Foram encontradas pelo TCU 16 irregularidades graves. Entre elas estão sobrepreço, superfaturamento e inadequação do projeto básico. O sobrepreço total chega a quase R$ 90 milhões e se deve a alterações substanciais no projeto básico, o que não é permitido pela lei.

Segundo o ministro Raimundo Carreiro, relator do processo, por falta de um histórico de preços unitários e mesmo de um orçamento que pudesse refletir o empreendimento, a Infraero não conseguiu, ao longo de quase dois anos, justificar os preços praticados na obra. Houve casos em que foram apresentados diversos custos para o mesmo serviço. Ele destacou que as obras realizadas não refletiam a realidade dos projetos licitados. Há, então, uma obra licitada e outra obra real, em andamento, completou.

O ministro acrescentou ainda que as obras do aeroporto de Vitória conseguiram, a uma só vez, desrespeitar os cinco princípios fundamentais do art. 37 da Constituição Federal: legalidade, impessoalidade, moralidade, publicidade e eficiência.

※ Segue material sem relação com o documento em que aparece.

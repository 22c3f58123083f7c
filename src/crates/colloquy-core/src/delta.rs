//! State deltas: immutable updates produced by nodes, merged by the scheduler
//!
//! Nodes never mutate [`DialogueState`] in place. Each node (and each pattern
//! dispatch) returns a [`StateDelta`] describing its changes; the scheduler
//! applies deltas in the order they were produced. Merging is deterministic:
//! scalar fields are last-writer-wins within a turn, `executed_steps`
//! additions union, and response fragments / messages concatenate in order.
//!
//! Disjoint slot writes commute: two deltas touching different flows' slot
//! maps (or produced from the same base map with different keys) can merge in
//! either order with the same result. That property is exercised by proptest
//! in the crate's property suite.

use serde_json::Value;
use std::collections::HashMap;

use crate::state::{
    CompletedFlow, ConversationState, ConversationTurn, DialogueState, FlowContext, PendingTask,
};

/// A partial description of state changes
///
/// Every field is optional; `Default` is the empty delta. `pending_task` is
/// doubly optional: the outer `None` means "untouched", `Some(None)` means
/// "clear the pending task".
#[derive(Debug, Clone, Default)]
pub struct StateDelta {
    /// Replacement flow stack
    pub flow_stack: Option<Vec<FlowContext>>,

    /// Whole-map replacement of one flow's slot store, keyed by flow id
    pub flow_slots: Option<(String, HashMap<String, Value>)>,

    /// Executed-step additions as (flow id, step index)
    pub executed_steps: Vec<(String, usize)>,

    /// Executed-step removals (cursor rewind clears non-action marks)
    pub cleared_steps: Vec<(String, usize)>,

    /// Flow ids whose slot stores and executed-step sets are dropped
    /// (pruning when a flow leaves the stack)
    pub pruned_flows: Vec<String>,

    /// Pending-task update: `Some(None)` clears, `Some(Some(..))` sets
    pub pending_task: Option<Option<PendingTask>>,

    /// Response fragment appended to this turn's output
    pub response_fragment: Option<String>,

    /// Conversation turn appended to the bounded window
    pub message: Option<ConversationTurn>,

    /// Branch decision taken this execution, as (metadata key, target index)
    pub branch_target: Option<(String, usize)>,

    /// Metadata writes applied in order
    pub metadata: Vec<(String, Value)>,

    /// Metadata removals
    pub metadata_removals: Vec<String>,

    /// Conversation-state classification update
    pub conversation_state: Option<ConversationState>,

    /// Terminal flow recorded in the completed-flows log
    pub completed_flow: Option<CompletedFlow>,
}

impl StateDelta {
    /// The empty delta
    pub fn new() -> Self {
        Self::default()
    }

    /// Delta that only replaces the flow stack
    pub fn with_stack(stack: Vec<FlowContext>) -> Self {
        Self {
            flow_stack: Some(stack),
            ..Self::default()
        }
    }

    /// Delta that only replaces one flow's slot map
    pub fn with_slots(flow_id: impl Into<String>, slots: HashMap<String, Value>) -> Self {
        Self {
            flow_slots: Some((flow_id.into(), slots)),
            ..Self::default()
        }
    }

    /// Delta that only sets the pending task
    pub fn with_pending(task: PendingTask) -> Self {
        Self {
            pending_task: Some(Some(task)),
            ..Self::default()
        }
    }

    /// Delta that only clears the pending task
    pub fn clearing_pending() -> Self {
        Self {
            pending_task: Some(None),
            ..Self::default()
        }
    }

    /// Delta that only appends a response fragment
    pub fn with_fragment(fragment: impl Into<String>) -> Self {
        Self {
            response_fragment: Some(fragment.into()),
            ..Self::default()
        }
    }

    /// Builder-style executed-step addition
    pub fn mark_executed(mut self, flow_id: impl Into<String>, index: usize) -> Self {
        self.executed_steps.push((flow_id.into(), index));
        self
    }

    /// Builder-style metadata write
    pub fn set_metadata(mut self, key: impl Into<String>, value: Value) -> Self {
        self.metadata.push((key.into(), value));
        self
    }

    /// True when the delta changes nothing
    pub fn is_empty(&self) -> bool {
        self.flow_stack.is_none()
            && self.flow_slots.is_none()
            && self.executed_steps.is_empty()
            && self.cleared_steps.is_empty()
            && self.pruned_flows.is_empty()
            && self.pending_task.is_none()
            && self.response_fragment.is_none()
            && self.message.is_none()
            && self.branch_target.is_none()
            && self.metadata.is_empty()
            && self.metadata_removals.is_empty()
            && self.conversation_state.is_none()
            && self.completed_flow.is_none()
    }

    /// Merge `other` into `self` (other is the later writer)
    ///
    /// Last-writer-wins for scalars, union for executed steps, concatenation
    /// for fragments and metadata writes. Merging is associative, so the
    /// scheduler can fold any number of deltas pairwise.
    pub fn merge(mut self, other: StateDelta) -> StateDelta {
        if other.flow_stack.is_some() {
            self.flow_stack = other.flow_stack;
        }
        if other.flow_slots.is_some() {
            self.flow_slots = other.flow_slots;
        }
        self.executed_steps.extend(other.executed_steps);
        self.cleared_steps.extend(other.cleared_steps);
        self.pruned_flows.extend(other.pruned_flows);
        if other.pending_task.is_some() {
            self.pending_task = other.pending_task;
        }
        self.response_fragment = match (self.response_fragment, other.response_fragment) {
            (Some(a), Some(b)) => Some(format!("{}\n{}", a, b)),
            (a, None) => a,
            (None, b) => b,
        };
        if other.message.is_some() {
            self.message = other.message;
        }
        if other.branch_target.is_some() {
            self.branch_target = other.branch_target;
        }
        self.metadata.extend(other.metadata);
        self.metadata_removals.extend(other.metadata_removals);
        if other.conversation_state.is_some() {
            self.conversation_state = other.conversation_state;
        }
        if other.completed_flow.is_some() {
            self.completed_flow = other.completed_flow;
        }
        self
    }
}

impl DialogueState {
    /// Apply one delta to this state
    ///
    /// `history_window` and `completed_window` bound the message and
    /// completed-flows logs.
    pub fn apply(&mut self, delta: StateDelta, history_window: usize, completed_window: usize) {
        if let Some(stack) = delta.flow_stack {
            self.flow_stack = stack;
        }
        if let Some((flow_id, slots)) = delta.flow_slots {
            self.flow_slots.insert(flow_id, slots);
        }
        for (flow_id, index) in delta.executed_steps {
            self.executed_steps.entry(flow_id).or_default().insert(index);
        }
        for (flow_id, index) in delta.cleared_steps {
            if let Some(set) = self.executed_steps.get_mut(&flow_id) {
                set.remove(&index);
            }
        }
        for flow_id in delta.pruned_flows {
            self.prune_flow(&flow_id);
        }
        if let Some(task) = delta.pending_task {
            self.pending_task = task;
        }
        if let Some(turn) = delta.message {
            self.push_message(turn, history_window);
        }
        if let Some((key, index)) = delta.branch_target {
            self.metadata
                .insert(key, Value::Number(serde_json::Number::from(index)));
        }
        for (key, value) in delta.metadata {
            self.metadata.insert(key, value);
        }
        for key in delta.metadata_removals {
            self.metadata.remove(&key);
        }
        if let Some(cs) = delta.conversation_state {
            self.conversation_state = cs;
        }
        if let Some(done) = delta.completed_flow {
            self.push_completed(done, completed_window);
        }
        // response_fragment is turn-scoped; the scheduler collects fragments
        // itself and folds the final response into last_response.
    }
}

O TCU iniciou hoje as sessões plenárias para analisar os relatórios sobre custos, licitações e estágio administrativo das obras nos nove principais aeroportos do País sob responsabilidade Infraero. São eles: Cumbica-SP, Congonhas-SP, Santos Dumont-RJ, JK-Brasília, Macapá-AP, Vitória-ES, Porto Alegre-RS, Curitiba-PR e Santa Genoveva-GO. As auditorias técnicas realizadas apontam para um superfaturamento de pelo menos R$ 3 bilhões, o que pode provocar a paralisação das obras em todo o País.